*** Block opens ***

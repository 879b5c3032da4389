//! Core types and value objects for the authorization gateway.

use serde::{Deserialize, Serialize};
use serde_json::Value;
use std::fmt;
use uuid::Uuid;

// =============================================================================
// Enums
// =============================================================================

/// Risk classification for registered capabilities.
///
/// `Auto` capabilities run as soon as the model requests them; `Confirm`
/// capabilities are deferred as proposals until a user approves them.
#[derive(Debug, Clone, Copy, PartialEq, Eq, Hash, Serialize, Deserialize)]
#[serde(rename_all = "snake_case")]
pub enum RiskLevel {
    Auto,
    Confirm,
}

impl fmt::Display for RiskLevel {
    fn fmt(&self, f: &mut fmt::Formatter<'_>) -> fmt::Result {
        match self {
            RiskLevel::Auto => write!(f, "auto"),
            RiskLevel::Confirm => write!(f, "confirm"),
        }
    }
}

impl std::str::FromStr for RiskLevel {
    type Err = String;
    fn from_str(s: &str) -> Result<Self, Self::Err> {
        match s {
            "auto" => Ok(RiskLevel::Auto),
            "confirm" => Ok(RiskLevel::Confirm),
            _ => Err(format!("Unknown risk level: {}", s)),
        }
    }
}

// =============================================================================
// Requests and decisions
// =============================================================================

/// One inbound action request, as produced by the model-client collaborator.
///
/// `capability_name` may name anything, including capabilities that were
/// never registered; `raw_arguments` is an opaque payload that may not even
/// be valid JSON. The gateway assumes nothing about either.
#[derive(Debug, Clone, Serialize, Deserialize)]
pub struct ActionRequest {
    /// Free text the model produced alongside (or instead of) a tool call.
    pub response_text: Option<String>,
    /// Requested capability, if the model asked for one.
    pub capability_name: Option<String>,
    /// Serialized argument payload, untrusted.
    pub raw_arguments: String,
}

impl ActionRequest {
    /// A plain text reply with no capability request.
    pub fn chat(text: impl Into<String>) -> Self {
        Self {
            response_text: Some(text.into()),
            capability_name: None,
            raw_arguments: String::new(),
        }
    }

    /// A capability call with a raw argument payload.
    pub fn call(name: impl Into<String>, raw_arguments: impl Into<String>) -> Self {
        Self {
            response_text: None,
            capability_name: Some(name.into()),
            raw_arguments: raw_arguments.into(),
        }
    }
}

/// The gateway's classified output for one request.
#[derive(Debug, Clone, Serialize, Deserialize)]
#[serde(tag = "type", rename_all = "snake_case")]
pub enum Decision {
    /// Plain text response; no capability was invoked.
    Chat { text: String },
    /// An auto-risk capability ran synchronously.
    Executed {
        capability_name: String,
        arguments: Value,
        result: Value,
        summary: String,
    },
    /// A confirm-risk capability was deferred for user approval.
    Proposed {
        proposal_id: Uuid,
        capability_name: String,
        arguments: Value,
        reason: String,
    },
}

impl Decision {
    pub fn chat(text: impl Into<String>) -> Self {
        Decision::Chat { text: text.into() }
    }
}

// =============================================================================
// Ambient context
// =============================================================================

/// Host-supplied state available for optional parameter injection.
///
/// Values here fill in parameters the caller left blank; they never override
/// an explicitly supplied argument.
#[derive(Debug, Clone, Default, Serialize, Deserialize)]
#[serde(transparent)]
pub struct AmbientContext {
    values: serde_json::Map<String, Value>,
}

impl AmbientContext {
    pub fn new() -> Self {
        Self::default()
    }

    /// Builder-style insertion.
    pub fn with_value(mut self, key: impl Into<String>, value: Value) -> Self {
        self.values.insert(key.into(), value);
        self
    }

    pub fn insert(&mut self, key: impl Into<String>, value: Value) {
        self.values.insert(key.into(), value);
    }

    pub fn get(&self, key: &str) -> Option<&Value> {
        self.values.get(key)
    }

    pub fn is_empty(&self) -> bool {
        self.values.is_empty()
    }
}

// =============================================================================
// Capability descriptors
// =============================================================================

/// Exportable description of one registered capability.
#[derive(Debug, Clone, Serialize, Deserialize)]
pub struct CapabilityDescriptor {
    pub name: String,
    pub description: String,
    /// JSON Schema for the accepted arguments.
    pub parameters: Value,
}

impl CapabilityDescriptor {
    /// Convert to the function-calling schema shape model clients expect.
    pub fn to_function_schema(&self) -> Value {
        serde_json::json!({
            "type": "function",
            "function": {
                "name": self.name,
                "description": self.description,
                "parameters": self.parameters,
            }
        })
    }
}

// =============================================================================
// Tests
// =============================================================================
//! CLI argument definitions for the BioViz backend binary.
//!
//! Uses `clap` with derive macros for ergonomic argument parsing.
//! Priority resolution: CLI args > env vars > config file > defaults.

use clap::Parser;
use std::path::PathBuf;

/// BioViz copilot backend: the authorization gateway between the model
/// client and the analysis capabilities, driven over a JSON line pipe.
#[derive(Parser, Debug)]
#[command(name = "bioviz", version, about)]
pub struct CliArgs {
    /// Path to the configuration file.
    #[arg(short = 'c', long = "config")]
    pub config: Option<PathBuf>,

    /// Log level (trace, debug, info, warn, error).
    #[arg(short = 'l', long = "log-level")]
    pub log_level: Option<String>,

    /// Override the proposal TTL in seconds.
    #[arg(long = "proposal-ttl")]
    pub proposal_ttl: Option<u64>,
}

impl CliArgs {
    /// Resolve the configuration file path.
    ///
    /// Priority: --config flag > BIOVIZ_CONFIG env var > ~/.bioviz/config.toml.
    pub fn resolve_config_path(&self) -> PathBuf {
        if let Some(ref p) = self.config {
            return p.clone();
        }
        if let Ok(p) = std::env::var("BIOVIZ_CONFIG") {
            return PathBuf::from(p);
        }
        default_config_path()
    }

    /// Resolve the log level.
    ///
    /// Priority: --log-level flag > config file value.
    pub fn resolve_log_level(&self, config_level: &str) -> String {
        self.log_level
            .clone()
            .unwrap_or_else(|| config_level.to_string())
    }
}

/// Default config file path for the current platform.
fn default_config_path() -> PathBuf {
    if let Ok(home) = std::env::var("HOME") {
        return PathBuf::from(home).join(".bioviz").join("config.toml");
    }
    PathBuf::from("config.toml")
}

*** Block closes ***

(WORK TASK): Every entry needs to be copied again exactly.

(RESULT BELOW):
repository 879b5c3032da4389
//! Core types and value objects for the authorization gateway.

use serde::{Deserialize, Serialize};
use serde_json::Value;
use std::fmt;
use uuid::Uuid;

// =============================================================================
// Enums
// =============================================================================

/// Risk classification for registered capabilities.
///
/// `Auto` capabilities run as soon as the model requests them; `Confirm`
/// capabilities are deferred as proposals until a user approves them.
#[derive(Debug, Clone, Copy, PartialEq, Eq, Hash, Serialize, Deserialize)]
#[serde(rename_all = "snake_case")]
pub enum RiskLevel {
    Auto,
    Confirm,
}

impl fmt::Display for RiskLevel {
    fn fmt(&self, f: &mut fmt::Formatter<'_>) -> fmt::Result {
        match self {
            RiskLevel::Auto => write!(f, "auto"),
            RiskLevel::Confirm => write!(f, "confirm"),
        }
    }
}

impl std::str::FromStr for RiskLevel {
    type Err = String;
    fn from_str(s: &str) -> Result<Self, Self::Err> {
        match s {
            "auto" => Ok(RiskLevel::Auto),
            "confirm" => Ok(RiskLevel::Confirm),
            _ => Err(format!("Unknown risk level: {}", s)),
        }
    }
}

// =============================================================================
// Requests and decisions
// =============================================================================

/// One inbound action request, as produced by the model-client collaborator.
///
/// `capability_name` may name anything, including capabilities that were
/// never registered; `raw_arguments` is an opaque payload that may not even
/// be valid JSON. The gateway assumes nothing about either.
#[derive(Debug, Clone, Serialize, Deserialize)]
pub struct ActionRequest {
    /// Free text the model produced alongside (or instead of) a tool call.
    pub response_text: Option<String>,
    /// Requested capability, if the model asked for one.
    pub capability_name: Option<String>,
    /// Serialized argument payload, untrusted.
    pub raw_arguments: String,
}

impl ActionRequest {
    /// A plain text reply with no capability request.
    pub fn chat(text: impl Into<String>) -> Self {
        Self {
            response_text: Some(text.into()),
            capability_name: None,
            raw_arguments: String::new(),
        }
    }

    /// A capability call with a raw argument payload.
    pub fn call(name: impl Into<String>, raw_arguments: impl Into<String>) -> Self {
        Self {
            response_text: None,
            capability_name: Some(name.into()),
            raw_arguments: raw_arguments.into(),
        }
    }
}

/// The gateway's classified output for one request.
#[derive(Debug, Clone, Serialize, Deserialize)]
#[serde(tag = "type", rename_all = "snake_case")]
pub enum Decision {
    /// Plain text response; no capability was invoked.
    Chat { text: String },
    /// An auto-risk capability ran synchronously.
    Executed {
        capability_name: String,
        arguments: Value,
        result: Value,
        summary: String,
    },
    /// A confirm-risk capability was deferred for user approval.
    Proposed {
        proposal_id: Uuid,
        capability_name: String,
        arguments: Value,
        reason: String,
    },
}

impl Decision {
    pub fn chat(text: impl Into<String>) -> Self {
        Decision::Chat { text: text.into() }
    }
}

// =============================================================================
// Ambient context
// =============================================================================

/// Host-supplied state available for optional parameter injection.
///
/// Values here fill in parameters the caller left blank; they never override
/// an explicitly supplied argument.
#[derive(Debug, Clone, Default, Serialize, Deserialize)]
#[serde(transparent)]
pub struct AmbientContext {
    values: serde_json::Map<String, Value>,
}

impl AmbientContext {
    pub fn new() -> Self {
        Self::default()
    }

    /// Builder-style insertion.
    pub fn with_value(mut self, key: impl Into<String>, value: Value) -> Self {
        self.values.insert(key.into(), value);
        self
    }

    pub fn insert(&mut self, key: impl Into<String>, value: Value) {
        self.values.insert(key.into(), value);
    }

    pub fn get(&self, key: &str) -> Option<&Value> {
        self.values.get(key)
    }

    pub fn is_empty(&self) -> bool {
        self.values.is_empty()
    }
}

// =============================================================================
// Capability descriptors
// =============================================================================

/// Exportable description of one registered capability.
#[derive(Debug, Clone, Serialize, Deserialize)]
pub struct CapabilityDescriptor {
    pub name: String,
    pub description: String,
    /// JSON Schema for the accepted arguments.
    pub parameters: Value,
}

impl CapabilityDescriptor {
    /// Convert to the function-calling schema shape model clients expect.
    pub fn to_function_schema(&self) -> Value {
        serde_json::json!({
            "type": "function",
            "function": {
                "name": self.name,
                "description": self.description,
                "parameters": self.parameters,
            }
        })
    }
}

// =============================================================================
// Tests
// =============================================================================
//! CLI argument definitions for the BioViz backend binary.
//!
//! Uses `clap` with derive macros for ergonomic argument parsing.
//! Priority resolution: CLI args > env vars > config file > defaults.

use clap::Parser;
use std::path::PathBuf;

/// BioViz copilot backend: the authorization gateway between the model
/// client and the analysis capabilities, driven over a JSON line pipe.
#[derive(Parser, Debug)]
#[command(name = "bioviz", version, about)]
pub struct CliArgs {
    /// Path to the configuration file.
    #[arg(short = 'c', long = "config")]
    pub config: Option<PathBuf>,

    /// Log level (trace, debug, info, warn, error).
    #[arg(short = 'l', long = "log-level")]
    pub log_level: Option<String>,

    /// Override the proposal TTL in seconds.
    #[arg(long = "proposal-ttl")]
    pub proposal_ttl: Option<u64>,
}

impl CliArgs {
    /// Resolve the configuration file path.
    ///
    /// Priority: --config flag > BIOVIZ_CONFIG env var > ~/.bioviz/config.toml.
    pub fn resolve_config_path(&self) -> PathBuf {
        if let Some(ref p) = self.config {
            return p.clone();
        }
        if let Ok(p) = std::env::var("BIOVIZ_CONFIG") {
            return PathBuf::from(p);
        }
        default_config_path()
    }

    /// Resolve the log level.
    ///
    /// Priority: --log-level flag > config file value.
    pub fn resolve_log_level(&self, config_level: &str) -> String {
        self.log_level
            .clone()
            .unwrap_or_else(|| config_level.to_string())
    }
}

/// Default config file path for the current platform.
fn default_config_path() -> PathBuf {
    if let Ok(home) = std::env::var("HOME") {
        return PathBuf::from(home).join(".bioviz").join("config.toml");
    }
    PathBuf::from("config.toml")
}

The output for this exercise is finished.